# Exercise details
Each line of the listing below that includes "HostAction" must be copied.
-- -- --
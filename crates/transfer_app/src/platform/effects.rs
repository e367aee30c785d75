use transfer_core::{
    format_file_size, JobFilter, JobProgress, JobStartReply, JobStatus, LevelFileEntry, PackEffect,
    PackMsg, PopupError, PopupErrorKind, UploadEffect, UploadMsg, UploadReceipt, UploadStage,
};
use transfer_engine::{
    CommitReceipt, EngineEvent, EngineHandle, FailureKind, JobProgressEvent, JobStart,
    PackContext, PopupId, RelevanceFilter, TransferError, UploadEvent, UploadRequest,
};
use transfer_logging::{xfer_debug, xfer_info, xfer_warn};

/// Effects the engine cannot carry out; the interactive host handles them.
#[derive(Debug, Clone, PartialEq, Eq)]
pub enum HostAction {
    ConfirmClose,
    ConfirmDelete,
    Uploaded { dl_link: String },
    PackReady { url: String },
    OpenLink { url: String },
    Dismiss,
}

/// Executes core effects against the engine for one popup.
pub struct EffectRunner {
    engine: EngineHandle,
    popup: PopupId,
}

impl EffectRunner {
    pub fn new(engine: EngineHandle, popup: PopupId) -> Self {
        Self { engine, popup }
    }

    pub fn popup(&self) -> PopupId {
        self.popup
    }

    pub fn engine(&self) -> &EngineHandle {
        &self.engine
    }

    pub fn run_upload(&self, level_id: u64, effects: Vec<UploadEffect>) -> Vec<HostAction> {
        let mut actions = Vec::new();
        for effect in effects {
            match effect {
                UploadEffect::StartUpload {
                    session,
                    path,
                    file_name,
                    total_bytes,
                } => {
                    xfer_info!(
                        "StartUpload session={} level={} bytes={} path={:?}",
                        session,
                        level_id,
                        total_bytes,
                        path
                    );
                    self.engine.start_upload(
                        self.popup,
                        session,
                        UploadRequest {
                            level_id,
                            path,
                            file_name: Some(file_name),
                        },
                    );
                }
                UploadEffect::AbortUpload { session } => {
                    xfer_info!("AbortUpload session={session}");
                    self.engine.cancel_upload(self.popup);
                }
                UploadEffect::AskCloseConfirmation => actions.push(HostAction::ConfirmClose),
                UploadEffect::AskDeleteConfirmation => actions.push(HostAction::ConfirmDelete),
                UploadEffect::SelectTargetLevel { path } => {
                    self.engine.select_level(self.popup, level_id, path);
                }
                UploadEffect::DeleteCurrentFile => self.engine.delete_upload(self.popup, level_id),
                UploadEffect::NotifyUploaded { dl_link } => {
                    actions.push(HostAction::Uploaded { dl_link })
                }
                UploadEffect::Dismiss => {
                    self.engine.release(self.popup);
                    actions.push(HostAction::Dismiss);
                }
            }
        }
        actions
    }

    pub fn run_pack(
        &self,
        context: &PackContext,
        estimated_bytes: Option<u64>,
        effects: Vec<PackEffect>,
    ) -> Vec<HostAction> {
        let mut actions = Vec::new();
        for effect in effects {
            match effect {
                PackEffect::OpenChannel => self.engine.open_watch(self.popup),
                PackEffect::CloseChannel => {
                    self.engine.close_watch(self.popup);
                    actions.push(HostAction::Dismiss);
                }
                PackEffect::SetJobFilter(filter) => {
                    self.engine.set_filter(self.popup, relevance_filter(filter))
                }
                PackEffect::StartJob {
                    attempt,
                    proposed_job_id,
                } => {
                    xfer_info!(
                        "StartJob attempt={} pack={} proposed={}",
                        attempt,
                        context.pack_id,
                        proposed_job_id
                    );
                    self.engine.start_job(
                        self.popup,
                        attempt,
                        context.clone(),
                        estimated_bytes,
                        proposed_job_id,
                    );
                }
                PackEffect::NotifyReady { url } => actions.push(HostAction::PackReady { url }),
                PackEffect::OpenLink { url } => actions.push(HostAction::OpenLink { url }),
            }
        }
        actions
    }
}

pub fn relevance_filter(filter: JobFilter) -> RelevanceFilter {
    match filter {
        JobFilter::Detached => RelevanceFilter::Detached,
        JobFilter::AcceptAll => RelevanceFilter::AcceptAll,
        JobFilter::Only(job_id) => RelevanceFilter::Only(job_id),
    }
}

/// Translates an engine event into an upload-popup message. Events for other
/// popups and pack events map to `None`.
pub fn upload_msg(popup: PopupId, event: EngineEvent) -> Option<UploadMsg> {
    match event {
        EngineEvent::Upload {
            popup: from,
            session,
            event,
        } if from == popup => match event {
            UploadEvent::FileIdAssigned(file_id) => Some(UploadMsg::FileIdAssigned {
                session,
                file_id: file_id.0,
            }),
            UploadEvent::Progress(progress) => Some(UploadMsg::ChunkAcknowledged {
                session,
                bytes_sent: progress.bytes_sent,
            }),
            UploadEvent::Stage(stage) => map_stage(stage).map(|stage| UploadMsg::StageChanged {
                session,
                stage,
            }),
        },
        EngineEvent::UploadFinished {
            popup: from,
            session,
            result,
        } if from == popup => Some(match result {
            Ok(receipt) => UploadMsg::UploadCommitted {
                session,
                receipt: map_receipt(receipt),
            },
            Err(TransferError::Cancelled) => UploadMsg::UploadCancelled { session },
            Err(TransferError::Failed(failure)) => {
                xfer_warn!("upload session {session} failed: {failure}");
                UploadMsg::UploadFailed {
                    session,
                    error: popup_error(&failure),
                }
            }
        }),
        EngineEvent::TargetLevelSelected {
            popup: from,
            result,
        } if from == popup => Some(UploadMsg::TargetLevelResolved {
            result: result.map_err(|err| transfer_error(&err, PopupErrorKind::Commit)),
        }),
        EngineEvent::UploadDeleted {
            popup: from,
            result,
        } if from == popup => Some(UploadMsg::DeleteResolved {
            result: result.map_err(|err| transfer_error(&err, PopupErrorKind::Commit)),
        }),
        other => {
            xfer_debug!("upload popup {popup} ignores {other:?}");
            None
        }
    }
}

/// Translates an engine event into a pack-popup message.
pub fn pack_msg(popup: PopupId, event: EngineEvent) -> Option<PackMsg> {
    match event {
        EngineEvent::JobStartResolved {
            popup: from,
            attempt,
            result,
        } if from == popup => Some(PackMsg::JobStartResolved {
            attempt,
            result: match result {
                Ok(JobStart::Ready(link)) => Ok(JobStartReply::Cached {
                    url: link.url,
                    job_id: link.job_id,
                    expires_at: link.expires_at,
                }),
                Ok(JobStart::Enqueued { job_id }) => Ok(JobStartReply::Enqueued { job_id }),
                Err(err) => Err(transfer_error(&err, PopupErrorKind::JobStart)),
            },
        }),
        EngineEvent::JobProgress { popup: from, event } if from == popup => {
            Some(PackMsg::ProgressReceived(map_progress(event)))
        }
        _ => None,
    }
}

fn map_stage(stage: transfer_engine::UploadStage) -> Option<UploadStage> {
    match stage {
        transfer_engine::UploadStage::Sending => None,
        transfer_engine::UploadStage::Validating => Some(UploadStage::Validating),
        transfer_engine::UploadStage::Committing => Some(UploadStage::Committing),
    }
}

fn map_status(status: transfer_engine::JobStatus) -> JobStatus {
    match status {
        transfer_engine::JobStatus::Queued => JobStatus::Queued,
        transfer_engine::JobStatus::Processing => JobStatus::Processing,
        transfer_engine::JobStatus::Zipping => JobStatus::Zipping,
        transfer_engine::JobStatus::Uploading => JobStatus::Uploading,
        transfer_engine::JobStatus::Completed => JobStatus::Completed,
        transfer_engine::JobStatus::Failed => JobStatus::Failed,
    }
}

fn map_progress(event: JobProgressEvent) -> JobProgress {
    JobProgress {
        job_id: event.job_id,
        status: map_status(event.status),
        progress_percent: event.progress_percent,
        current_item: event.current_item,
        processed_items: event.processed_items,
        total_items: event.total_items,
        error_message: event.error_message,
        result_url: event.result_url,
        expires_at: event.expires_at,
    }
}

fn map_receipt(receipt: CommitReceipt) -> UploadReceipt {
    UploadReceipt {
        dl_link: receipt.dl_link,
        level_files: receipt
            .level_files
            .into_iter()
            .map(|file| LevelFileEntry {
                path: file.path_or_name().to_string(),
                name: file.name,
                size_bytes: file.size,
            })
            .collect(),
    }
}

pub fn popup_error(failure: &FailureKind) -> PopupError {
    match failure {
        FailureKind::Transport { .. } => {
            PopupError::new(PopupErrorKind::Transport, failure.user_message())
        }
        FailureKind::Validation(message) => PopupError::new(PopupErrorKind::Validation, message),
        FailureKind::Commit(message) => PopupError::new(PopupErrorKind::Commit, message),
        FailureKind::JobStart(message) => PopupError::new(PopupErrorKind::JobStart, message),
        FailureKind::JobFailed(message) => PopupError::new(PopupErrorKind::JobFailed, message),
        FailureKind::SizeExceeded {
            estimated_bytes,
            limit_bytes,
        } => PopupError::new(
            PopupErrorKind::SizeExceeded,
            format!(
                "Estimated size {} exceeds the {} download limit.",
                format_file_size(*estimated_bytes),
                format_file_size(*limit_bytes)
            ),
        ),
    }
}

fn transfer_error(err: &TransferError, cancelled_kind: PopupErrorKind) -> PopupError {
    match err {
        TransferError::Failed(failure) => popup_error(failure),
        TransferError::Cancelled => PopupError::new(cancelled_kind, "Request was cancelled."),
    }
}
-- -- --
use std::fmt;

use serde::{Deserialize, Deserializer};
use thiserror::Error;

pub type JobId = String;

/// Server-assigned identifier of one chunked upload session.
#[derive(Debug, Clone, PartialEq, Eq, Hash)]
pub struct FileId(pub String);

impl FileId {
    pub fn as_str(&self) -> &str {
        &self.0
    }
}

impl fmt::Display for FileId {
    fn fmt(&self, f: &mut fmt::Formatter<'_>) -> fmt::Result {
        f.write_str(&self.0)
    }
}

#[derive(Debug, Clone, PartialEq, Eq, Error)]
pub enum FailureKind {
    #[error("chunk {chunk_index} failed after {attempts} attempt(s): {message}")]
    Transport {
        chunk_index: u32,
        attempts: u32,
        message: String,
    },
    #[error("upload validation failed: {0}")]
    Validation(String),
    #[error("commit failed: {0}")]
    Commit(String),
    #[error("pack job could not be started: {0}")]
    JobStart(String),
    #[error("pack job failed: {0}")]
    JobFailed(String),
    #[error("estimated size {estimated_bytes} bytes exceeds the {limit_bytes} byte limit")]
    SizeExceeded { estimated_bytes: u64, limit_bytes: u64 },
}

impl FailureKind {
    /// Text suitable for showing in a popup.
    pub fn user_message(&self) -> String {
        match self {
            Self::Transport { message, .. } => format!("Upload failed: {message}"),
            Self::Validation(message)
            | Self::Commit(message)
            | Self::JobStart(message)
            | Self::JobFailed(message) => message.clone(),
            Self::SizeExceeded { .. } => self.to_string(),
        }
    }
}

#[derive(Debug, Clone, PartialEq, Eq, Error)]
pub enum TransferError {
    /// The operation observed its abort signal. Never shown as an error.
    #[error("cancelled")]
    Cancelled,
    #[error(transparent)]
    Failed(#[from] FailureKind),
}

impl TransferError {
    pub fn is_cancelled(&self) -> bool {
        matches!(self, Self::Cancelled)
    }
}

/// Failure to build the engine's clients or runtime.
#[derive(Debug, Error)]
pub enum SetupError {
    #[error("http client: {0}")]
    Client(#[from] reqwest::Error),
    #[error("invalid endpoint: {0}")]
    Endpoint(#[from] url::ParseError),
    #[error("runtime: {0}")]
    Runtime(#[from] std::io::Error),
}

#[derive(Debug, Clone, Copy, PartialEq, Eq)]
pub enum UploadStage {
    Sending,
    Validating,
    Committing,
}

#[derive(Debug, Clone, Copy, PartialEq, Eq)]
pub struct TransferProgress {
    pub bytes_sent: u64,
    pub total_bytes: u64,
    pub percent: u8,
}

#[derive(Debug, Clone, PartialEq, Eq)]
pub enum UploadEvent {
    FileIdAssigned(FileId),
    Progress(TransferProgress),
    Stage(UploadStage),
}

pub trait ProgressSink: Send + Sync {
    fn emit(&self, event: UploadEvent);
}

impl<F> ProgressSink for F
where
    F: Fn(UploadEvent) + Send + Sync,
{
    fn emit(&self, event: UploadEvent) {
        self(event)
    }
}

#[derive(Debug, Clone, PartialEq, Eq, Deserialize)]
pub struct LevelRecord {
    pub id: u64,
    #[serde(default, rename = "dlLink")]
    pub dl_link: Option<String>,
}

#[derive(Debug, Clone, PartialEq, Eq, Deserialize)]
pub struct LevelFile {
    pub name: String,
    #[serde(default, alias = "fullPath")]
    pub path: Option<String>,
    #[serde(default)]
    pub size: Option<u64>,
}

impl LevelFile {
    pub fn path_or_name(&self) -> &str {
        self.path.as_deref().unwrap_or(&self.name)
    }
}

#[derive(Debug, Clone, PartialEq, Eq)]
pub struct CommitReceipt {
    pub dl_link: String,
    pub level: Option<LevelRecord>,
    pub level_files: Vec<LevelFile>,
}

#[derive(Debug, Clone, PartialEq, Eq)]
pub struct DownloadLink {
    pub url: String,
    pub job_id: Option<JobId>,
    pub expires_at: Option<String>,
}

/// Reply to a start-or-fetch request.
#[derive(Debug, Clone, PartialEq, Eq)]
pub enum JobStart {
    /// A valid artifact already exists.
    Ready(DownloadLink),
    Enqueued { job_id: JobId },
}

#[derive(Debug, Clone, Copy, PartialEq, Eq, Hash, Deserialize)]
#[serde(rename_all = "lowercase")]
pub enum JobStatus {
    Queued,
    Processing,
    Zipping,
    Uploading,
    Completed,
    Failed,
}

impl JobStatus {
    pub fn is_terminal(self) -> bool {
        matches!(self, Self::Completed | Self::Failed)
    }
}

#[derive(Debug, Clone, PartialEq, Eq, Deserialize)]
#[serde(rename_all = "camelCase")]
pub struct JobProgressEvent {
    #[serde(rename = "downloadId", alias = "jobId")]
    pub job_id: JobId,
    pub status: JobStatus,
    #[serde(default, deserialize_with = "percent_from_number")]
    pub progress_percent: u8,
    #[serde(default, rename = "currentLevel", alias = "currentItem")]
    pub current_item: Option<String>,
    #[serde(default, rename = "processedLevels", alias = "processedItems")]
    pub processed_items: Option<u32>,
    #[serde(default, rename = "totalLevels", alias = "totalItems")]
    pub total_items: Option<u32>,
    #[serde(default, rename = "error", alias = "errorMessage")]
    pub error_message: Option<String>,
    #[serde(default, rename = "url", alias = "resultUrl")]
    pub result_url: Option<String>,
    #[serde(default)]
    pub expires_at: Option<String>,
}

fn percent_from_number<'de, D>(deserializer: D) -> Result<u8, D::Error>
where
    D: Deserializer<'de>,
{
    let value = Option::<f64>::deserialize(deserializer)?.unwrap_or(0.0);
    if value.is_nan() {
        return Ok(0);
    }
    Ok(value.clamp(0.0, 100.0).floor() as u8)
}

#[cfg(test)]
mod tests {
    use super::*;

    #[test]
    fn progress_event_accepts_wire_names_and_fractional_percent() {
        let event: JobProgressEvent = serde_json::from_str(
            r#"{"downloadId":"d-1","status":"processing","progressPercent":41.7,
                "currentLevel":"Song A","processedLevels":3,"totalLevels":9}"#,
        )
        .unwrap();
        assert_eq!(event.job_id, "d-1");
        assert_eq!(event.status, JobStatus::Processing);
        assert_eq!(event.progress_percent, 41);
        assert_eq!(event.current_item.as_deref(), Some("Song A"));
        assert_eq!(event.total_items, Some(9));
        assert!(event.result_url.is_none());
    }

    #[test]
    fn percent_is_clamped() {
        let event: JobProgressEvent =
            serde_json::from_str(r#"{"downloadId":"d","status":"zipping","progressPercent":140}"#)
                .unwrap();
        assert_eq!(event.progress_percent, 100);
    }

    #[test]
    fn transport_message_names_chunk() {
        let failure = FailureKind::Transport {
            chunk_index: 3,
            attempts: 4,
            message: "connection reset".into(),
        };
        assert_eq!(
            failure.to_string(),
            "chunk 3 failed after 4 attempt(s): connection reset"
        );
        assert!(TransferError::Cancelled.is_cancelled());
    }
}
-- -- --
# Exercise answer
pub enum HostAction {
    pub fn run_upload(&self, level_id: u64, effects: Vec<UploadEffect>) -> Vec<HostAction> {
                UploadEffect::AskCloseConfirmation => actions.push(HostAction::ConfirmClose),
                UploadEffect::AskDeleteConfirmation => actions.push(HostAction::ConfirmDelete),
                    actions.push(HostAction::Uploaded { dl_link })
                    actions.push(HostAction::Dismiss);
    ) -> Vec<HostAction> {
                    actions.push(HostAction::Dismiss);
                PackEffect::NotifyReady { url } => actions.push(HostAction::PackReady { url }),
                PackEffect::OpenLink { url } => actions.push(HostAction::OpenLink { url }),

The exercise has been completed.